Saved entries
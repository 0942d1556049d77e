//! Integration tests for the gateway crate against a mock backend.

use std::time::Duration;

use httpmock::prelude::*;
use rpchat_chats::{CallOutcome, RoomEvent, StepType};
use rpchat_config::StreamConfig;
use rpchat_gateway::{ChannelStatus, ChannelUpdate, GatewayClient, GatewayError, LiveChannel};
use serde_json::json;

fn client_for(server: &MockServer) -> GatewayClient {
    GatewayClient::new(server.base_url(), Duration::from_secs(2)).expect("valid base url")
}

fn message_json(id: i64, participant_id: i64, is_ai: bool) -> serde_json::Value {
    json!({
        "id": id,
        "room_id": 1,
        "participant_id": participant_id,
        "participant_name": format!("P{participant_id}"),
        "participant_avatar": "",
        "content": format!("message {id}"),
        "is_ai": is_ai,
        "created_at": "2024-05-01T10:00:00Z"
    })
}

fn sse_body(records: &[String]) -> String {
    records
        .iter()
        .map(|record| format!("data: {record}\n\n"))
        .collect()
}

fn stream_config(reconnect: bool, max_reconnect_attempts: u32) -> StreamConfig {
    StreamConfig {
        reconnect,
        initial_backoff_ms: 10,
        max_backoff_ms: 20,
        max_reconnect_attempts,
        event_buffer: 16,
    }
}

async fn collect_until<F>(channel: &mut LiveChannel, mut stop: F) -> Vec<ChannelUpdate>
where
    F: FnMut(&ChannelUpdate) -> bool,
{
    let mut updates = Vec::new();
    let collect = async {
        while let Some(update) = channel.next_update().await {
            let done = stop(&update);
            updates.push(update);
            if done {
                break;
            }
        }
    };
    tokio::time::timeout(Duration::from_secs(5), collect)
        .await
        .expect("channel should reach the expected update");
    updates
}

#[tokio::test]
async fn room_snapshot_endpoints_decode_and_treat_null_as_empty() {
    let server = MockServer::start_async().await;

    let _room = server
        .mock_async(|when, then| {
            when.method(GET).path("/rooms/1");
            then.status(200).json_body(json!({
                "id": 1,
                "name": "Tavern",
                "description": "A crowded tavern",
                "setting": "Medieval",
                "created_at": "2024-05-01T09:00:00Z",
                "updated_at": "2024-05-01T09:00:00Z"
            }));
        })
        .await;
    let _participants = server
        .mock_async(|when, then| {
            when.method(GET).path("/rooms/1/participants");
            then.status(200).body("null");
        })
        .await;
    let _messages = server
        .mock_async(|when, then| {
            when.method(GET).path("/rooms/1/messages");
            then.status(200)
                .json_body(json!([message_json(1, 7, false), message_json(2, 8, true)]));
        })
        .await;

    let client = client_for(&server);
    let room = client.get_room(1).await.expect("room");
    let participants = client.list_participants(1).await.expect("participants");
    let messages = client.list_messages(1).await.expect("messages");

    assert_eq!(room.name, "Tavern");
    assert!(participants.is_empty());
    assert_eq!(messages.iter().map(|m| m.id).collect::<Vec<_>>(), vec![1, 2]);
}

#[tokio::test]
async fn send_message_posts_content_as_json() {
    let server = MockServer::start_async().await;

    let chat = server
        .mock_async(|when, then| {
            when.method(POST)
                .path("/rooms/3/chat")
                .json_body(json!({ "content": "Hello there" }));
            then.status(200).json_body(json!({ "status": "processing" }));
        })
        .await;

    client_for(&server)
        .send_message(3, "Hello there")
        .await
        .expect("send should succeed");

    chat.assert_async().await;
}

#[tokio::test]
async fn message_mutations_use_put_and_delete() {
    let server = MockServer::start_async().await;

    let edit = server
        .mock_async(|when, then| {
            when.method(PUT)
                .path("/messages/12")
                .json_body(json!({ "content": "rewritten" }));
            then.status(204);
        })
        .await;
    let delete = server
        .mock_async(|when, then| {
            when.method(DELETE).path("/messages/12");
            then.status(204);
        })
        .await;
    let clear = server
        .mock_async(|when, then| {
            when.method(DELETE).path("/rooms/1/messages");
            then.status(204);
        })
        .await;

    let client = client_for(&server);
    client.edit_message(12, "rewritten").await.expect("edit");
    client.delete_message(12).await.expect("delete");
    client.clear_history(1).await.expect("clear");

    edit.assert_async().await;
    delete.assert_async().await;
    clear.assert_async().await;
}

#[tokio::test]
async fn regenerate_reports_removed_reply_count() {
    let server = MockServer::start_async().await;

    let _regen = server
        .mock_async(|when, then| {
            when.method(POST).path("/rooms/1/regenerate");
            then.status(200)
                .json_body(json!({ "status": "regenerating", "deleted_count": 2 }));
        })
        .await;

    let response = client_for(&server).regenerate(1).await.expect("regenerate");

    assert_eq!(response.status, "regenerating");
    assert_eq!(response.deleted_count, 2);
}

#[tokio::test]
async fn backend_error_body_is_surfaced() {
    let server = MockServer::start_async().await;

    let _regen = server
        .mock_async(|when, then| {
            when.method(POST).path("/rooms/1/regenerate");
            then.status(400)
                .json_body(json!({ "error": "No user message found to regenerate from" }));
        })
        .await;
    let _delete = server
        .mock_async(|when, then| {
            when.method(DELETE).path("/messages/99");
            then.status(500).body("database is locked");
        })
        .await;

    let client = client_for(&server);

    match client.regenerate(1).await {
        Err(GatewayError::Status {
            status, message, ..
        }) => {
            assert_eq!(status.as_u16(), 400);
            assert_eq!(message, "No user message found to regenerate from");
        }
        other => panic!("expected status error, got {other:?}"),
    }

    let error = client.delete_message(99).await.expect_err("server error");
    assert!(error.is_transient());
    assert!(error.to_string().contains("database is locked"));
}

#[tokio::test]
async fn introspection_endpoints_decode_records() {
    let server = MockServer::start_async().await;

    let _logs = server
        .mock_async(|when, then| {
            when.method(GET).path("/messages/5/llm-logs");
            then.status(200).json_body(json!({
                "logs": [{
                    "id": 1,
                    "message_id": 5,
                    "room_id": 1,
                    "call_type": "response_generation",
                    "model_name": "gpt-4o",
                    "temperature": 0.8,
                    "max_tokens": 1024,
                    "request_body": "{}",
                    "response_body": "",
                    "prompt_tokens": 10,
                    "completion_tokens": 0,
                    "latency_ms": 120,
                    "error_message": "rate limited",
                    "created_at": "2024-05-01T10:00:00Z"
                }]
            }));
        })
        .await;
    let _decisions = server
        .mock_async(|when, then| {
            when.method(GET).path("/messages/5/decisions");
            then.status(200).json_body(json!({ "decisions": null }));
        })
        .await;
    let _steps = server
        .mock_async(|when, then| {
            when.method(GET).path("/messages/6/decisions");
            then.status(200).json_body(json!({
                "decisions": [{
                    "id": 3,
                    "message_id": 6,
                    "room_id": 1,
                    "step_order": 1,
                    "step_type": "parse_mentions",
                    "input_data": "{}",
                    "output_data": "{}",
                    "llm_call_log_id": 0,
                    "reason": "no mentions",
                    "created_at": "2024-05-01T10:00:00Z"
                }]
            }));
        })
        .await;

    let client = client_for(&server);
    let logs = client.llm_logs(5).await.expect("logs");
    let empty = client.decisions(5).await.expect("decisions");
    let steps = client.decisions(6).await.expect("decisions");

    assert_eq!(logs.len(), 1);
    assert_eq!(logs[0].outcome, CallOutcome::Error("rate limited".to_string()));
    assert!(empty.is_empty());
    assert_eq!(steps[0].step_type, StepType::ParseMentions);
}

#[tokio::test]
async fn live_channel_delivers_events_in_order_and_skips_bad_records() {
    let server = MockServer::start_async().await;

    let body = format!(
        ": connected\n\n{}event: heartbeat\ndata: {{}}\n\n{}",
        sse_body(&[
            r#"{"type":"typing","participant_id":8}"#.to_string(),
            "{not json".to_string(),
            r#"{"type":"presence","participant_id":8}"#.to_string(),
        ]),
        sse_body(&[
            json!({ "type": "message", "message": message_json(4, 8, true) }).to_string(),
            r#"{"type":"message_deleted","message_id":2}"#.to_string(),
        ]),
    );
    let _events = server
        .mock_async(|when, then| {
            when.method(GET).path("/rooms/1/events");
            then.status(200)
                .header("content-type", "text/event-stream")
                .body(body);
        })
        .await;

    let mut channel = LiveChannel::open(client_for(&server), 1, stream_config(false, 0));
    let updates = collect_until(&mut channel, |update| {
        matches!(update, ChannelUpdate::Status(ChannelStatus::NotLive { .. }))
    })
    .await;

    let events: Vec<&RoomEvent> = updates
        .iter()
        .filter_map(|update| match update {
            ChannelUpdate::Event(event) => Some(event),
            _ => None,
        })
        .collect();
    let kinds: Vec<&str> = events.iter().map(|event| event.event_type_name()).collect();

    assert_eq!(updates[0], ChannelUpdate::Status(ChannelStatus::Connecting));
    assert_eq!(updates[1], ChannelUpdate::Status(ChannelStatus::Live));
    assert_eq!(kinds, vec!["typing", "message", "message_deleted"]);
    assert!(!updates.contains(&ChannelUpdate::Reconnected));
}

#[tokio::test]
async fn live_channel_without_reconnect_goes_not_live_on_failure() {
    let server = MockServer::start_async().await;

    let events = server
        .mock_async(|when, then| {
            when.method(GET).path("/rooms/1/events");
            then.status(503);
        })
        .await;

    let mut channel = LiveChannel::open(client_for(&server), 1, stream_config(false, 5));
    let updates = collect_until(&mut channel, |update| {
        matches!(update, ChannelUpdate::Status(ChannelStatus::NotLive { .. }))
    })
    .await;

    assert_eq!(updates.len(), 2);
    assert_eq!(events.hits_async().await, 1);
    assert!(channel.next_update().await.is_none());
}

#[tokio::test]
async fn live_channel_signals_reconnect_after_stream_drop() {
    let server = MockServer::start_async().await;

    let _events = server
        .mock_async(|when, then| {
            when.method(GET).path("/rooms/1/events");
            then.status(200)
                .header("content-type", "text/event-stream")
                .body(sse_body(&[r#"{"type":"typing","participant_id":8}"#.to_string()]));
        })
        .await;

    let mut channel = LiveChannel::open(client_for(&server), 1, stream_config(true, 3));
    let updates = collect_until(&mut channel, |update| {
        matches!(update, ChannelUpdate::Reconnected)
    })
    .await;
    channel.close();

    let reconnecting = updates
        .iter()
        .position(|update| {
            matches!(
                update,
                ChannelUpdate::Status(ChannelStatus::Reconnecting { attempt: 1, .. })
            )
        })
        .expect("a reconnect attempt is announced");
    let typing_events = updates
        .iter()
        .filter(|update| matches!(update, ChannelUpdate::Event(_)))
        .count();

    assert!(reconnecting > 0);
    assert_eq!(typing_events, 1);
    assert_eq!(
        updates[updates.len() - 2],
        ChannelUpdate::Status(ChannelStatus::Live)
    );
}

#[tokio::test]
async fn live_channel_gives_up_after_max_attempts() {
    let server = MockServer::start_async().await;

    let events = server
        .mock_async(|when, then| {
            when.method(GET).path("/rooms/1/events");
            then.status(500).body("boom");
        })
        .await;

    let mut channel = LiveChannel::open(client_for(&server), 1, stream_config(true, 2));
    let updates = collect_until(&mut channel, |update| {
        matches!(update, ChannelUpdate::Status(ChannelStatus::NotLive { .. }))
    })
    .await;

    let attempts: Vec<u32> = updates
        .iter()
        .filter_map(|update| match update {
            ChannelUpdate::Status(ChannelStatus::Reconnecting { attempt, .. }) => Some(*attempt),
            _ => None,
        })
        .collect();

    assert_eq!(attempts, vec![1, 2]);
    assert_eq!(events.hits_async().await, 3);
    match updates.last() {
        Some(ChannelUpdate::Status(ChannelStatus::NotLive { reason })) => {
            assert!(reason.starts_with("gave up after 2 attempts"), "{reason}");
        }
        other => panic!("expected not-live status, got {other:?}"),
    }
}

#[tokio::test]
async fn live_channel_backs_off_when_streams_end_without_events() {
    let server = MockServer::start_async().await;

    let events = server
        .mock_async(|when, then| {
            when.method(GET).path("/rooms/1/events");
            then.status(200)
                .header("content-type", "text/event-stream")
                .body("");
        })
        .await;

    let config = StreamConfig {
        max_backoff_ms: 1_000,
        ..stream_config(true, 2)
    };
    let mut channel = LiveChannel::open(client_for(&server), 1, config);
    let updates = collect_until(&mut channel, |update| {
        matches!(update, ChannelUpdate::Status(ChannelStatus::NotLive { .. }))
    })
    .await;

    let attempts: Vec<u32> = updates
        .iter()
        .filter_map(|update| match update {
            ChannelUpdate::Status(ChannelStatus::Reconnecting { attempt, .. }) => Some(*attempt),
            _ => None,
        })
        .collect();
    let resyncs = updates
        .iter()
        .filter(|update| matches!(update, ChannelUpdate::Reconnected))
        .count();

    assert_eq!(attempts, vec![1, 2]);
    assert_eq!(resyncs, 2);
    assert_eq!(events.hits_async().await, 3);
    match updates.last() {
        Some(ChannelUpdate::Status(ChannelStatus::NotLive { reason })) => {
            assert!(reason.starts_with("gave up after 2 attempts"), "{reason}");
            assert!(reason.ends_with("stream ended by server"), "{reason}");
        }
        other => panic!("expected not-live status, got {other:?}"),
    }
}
---
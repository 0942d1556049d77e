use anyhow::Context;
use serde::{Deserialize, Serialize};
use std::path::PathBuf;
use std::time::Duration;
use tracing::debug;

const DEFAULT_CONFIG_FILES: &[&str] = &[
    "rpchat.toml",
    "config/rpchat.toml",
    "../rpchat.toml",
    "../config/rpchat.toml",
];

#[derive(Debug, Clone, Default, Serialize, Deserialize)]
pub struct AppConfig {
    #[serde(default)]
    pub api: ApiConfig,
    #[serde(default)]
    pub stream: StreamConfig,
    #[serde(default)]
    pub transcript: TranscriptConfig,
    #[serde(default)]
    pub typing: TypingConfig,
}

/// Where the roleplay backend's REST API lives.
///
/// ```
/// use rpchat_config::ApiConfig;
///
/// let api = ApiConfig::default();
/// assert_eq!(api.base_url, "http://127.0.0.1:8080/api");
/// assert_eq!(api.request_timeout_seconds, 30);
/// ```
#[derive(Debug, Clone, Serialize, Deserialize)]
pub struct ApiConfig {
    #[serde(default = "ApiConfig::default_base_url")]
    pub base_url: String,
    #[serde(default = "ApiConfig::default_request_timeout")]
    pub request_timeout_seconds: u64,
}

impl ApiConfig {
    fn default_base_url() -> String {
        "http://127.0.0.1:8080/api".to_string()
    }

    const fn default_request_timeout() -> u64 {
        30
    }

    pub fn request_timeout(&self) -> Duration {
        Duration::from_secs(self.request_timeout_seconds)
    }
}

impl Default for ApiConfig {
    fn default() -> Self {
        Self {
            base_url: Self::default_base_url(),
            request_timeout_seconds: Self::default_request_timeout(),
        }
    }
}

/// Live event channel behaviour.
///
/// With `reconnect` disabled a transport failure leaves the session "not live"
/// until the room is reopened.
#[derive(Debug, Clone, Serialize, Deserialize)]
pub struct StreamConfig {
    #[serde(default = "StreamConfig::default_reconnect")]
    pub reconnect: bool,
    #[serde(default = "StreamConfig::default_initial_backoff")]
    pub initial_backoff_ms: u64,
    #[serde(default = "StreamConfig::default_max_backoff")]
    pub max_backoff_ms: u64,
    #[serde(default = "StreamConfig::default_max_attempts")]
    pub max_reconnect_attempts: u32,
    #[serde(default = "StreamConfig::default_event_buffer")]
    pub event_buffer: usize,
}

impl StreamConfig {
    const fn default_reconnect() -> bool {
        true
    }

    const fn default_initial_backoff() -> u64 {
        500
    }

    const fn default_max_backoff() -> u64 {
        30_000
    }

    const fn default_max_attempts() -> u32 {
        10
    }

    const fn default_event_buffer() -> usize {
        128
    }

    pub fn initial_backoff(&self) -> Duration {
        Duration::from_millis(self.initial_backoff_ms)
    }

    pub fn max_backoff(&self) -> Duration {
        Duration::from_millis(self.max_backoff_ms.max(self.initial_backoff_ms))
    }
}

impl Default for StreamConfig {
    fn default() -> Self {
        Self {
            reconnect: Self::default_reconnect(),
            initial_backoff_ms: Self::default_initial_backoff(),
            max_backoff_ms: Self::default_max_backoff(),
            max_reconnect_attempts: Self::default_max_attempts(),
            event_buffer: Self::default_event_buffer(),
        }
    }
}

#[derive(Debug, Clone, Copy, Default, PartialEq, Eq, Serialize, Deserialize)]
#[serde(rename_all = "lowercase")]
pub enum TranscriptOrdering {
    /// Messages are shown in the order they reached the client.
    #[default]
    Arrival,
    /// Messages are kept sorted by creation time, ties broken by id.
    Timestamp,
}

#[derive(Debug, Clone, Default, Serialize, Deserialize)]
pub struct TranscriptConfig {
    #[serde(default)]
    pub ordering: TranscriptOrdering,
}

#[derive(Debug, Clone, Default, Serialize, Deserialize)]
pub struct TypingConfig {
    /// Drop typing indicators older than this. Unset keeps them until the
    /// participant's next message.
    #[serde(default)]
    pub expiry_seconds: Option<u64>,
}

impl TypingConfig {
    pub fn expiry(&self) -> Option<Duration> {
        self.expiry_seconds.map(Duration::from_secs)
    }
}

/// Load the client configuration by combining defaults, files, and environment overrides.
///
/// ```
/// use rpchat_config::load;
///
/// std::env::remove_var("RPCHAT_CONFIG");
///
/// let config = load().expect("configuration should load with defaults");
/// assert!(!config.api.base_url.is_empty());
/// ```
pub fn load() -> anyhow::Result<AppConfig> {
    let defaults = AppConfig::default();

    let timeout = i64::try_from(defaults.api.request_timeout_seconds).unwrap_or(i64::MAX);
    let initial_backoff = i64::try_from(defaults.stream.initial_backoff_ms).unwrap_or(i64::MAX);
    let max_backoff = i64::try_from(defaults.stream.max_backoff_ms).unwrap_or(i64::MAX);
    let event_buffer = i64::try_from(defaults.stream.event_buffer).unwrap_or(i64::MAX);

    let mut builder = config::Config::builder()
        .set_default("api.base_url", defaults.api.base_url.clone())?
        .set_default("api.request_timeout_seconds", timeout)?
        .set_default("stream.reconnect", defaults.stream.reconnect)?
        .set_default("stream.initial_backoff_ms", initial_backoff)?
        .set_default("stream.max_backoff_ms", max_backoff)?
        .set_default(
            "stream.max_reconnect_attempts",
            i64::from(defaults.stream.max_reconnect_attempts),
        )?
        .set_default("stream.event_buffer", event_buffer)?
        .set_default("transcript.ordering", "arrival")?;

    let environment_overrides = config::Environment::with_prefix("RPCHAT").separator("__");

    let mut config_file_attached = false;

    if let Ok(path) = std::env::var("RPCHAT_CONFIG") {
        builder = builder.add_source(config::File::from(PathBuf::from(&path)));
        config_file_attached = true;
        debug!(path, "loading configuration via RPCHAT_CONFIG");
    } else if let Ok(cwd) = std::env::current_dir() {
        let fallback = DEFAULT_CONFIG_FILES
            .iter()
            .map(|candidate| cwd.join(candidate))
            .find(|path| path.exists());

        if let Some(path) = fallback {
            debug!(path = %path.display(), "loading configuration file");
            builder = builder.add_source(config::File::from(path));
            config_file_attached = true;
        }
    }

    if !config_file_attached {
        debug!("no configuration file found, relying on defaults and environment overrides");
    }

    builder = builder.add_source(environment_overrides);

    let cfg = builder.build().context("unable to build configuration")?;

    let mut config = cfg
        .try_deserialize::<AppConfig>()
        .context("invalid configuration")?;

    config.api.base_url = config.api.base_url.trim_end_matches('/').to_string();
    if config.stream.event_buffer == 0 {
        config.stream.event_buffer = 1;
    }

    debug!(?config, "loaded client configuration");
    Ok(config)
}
---
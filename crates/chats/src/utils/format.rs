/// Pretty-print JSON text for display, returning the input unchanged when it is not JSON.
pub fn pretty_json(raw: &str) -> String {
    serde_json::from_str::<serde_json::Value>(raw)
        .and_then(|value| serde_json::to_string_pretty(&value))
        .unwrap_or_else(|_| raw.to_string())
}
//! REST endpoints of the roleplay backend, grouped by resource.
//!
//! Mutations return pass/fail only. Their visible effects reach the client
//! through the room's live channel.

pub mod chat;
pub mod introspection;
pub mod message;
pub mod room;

What you are asked to do: Lines with "should": find them in the data and copy each one.

Solution to this exercise:
        .expect("channel should reach the expected update");
        .expect("send should succeed");
/// let config = load().expect("configuration should load with defaults");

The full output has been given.